*** Stored data ***

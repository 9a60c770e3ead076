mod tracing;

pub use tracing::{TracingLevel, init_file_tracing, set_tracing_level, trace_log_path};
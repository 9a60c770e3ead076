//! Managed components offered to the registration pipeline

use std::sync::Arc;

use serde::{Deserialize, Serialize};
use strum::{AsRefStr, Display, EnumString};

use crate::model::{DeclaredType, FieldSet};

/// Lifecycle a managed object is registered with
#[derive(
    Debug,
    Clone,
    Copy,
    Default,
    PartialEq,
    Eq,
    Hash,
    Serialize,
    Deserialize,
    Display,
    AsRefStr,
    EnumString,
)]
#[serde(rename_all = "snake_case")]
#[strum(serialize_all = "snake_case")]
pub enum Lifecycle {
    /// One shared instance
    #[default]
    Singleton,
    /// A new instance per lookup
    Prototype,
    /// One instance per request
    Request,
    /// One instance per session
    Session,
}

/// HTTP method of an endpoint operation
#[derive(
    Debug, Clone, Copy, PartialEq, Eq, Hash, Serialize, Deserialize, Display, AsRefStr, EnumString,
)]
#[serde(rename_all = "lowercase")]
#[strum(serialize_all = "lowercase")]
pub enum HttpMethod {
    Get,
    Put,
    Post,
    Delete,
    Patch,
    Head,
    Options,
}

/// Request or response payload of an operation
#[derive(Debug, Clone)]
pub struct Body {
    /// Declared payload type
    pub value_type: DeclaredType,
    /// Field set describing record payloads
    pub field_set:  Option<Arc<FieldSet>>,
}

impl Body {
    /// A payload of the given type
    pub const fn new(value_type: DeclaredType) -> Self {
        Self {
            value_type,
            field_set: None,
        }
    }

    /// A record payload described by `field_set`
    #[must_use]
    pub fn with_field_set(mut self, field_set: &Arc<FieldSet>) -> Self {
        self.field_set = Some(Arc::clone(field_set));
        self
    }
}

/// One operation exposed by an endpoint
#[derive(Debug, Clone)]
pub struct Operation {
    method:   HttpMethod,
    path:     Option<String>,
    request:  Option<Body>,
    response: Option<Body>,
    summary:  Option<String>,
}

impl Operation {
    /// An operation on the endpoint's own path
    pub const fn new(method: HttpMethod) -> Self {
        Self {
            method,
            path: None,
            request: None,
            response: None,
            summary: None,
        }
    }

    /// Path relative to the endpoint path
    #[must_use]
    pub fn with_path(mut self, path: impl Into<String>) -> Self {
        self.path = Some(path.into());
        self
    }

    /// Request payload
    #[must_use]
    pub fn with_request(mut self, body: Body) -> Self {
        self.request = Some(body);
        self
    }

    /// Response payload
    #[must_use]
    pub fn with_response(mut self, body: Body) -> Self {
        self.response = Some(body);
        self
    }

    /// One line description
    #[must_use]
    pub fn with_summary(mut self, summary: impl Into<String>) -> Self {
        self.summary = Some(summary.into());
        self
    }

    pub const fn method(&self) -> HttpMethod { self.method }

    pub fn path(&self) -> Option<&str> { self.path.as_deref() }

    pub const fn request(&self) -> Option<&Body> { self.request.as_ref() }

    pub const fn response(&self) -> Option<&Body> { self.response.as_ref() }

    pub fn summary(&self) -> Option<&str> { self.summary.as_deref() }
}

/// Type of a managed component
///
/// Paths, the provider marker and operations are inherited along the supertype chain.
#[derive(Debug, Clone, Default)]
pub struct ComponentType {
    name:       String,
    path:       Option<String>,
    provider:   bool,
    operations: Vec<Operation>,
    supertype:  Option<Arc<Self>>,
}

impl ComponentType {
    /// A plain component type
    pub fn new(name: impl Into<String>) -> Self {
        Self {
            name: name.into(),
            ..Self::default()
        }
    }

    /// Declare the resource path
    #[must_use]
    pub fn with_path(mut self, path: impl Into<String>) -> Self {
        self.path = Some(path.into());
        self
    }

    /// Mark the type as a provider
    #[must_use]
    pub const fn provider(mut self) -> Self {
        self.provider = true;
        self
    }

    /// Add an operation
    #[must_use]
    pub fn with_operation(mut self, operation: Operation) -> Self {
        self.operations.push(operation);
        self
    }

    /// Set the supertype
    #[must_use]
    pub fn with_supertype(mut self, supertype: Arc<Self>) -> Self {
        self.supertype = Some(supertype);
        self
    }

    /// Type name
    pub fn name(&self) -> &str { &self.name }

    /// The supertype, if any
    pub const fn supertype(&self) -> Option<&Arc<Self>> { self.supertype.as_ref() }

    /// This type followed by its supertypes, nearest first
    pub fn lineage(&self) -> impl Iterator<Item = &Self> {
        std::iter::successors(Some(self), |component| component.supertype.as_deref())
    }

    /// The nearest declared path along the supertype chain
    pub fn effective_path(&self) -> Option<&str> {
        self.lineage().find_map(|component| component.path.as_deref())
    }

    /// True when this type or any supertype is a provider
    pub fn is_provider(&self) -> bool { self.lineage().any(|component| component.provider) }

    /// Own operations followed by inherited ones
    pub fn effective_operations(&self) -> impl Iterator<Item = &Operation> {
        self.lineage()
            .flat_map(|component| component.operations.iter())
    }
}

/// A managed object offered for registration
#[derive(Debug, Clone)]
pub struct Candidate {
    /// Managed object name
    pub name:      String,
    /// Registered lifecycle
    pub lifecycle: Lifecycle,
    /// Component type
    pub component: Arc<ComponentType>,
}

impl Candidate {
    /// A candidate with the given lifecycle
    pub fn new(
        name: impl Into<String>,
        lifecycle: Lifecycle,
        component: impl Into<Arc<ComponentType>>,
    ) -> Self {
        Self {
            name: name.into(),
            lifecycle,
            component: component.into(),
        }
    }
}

*** End of Stored data ***

Instructions for the task —
From the data, pick out every line that includes "EnumString".

Written solution —
use strum::{AsRefStr, Display, EnumString};
    EnumString,
    Debug, Clone, Copy, PartialEq, Eq, Hash, Serialize, Deserialize, Display, AsRefStr, EnumString,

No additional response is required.